The Houston Chronicle

In his 1979 book about the pilots who would become the first Project Mercury astronauts selected for the NASA space program, author Tom Wolfe introduced an archetype for the sort of courage and competence that it would take to get America to the moon.

It was what Wolfe called “the right stuff,” the substance of uniquely American heroes.

Travelers heard it in the folksy voice of the pilot “that tells you, as the airliner is caught in thunderheads and goes bolting up and down a thousand feet at a single gulp, to check your seat belts because ‘it might get a little choppy.’”

An audience on the verge of panic and terror is somehow reassured by the laconic, aw-shucks monologue of someone who sounds as though he has never faced a challenge he couldn’t overcome with skill, knowledge and that dash of daring that would seem arrogant if it weren’t saving lives.

“It was,” Wolfe wrote, “the drawl of the most righteous of all the possessors of the right stuff: Chuck Yeager.”

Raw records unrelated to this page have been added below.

//! Console output helpers and size formatting.

use owo_colors::OwoColorize;

use crate::ProgressSink;

/// Colors are enabled only when output is a TTY.
fn is_tty() -> bool {
    atty::is(atty::Stream::Stdout)
}

pub fn print_info(msg: &str) {
    if is_tty() {
        println!("{} {}", "info:".cyan().bold(), msg);
    } else {
        println!("info: {}", msg);
    }
}

pub fn print_warn(msg: &str) {
    if is_tty() {
        eprintln!("{} {}", "warn:".yellow().bold(), msg);
    } else {
        eprintln!("warn: {}", msg);
    }
}

pub fn print_error(msg: &str) {
    if is_tty() {
        eprintln!("{} {}", "error:".red().bold(), msg);
    } else {
        eprintln!("error: {}", msg);
    }
}

pub fn print_success(msg: &str) {
    if is_tty() {
        println!("{} {}", "ok:".green().bold(), msg);
    } else {
        println!("ok: {}", msg);
    }
}

/// Print a plain user-facing line (no prefix). Operation summaries and the
/// final report go through this; users may script against them.
pub fn print_user(msg: &str) {
    println!("{}", msg);
}

/// Progress sink that prints each operation summary as a plain line.
#[derive(Debug, Default)]
pub struct ConsoleSink;

impl ProgressSink for ConsoleSink {
    fn line(&mut self, line: &str) {
        print_user(line);
    }
}

/// Signed human-readable size with integer division: "+1023 bytes", "-1 KB".
pub fn human_size(n: i64) -> String {
    const UNITS: [&str; 6] = ["bytes", "KB", "MB", "GB", "TB", "PB"];
    let sign = if n < 0 { "-" } else { "+" };
    let mut value = n.unsigned_abs();
    let mut unit = 0;
    while value >= 1024 && unit < UNITS.len() - 1 {
        value /= 1024;
        unit += 1;
    }
    format!("{sign}{value} {}", UNITS[unit])
}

Yeager’s death on Dec. 7 in Los Angeles at the age of 97 is yet another passing from what has become known as the Greatest Generation, the men and women who fought in World War II and came home to help build the nation into an economic and technological force that would eventually extend into outer space.

A fighter ace who shot down five German planes in a single day and 13 overall during the war, Yeager was already something of a legend when he became the first person to fly faster than the speed of sound in 1947.

As an Air Force captain, he piloted a Bell Aircraft X-1 to a speed of 700 mph, breaking the sound barrier at a time when some feared the shock waves would destroy the aircraft.

The accomplishment would lead the way to other major aeronautical achievements, including the space program and the lunar landing.

A West Virginia native who joined the Air Force with only a high school education, Yeager epitomized the American ideal of succeeding through grit and determination.

“All I know is I worked my tail off learning to learn how to fly, and worked hard at it all the way,” he wrote in his 1985 memoir. “If there is such a thing as the right stuff in piloting, then it is experience. The secret to my success was that somehow I always managed to live to fly another day.”

It is that combination of confidence, calm and humility that Americans so admire from heroes such as Apollo 13 Commander Jim Lovell bringing his crew back from disaster in space or Chesley “Sully” Sullenberger ditching a crippled US Airways Flight 1549 in the Hudson River with all 155 on board surviving.

Yeager set the standard for all who followed.

“In an age of media-made heroes, he is the real deal,” Edwards Air Force Base historian Jim Young said at the unveiling of a bronze statue of Yeager in August 2006.

As Americans face a harsh winter of the COVID-19 pandemic, it would be good to think of those humble heroes who embraced the dangers and sacrifices to take on the task of getting things done to “fly another day.” That’s the right stuff.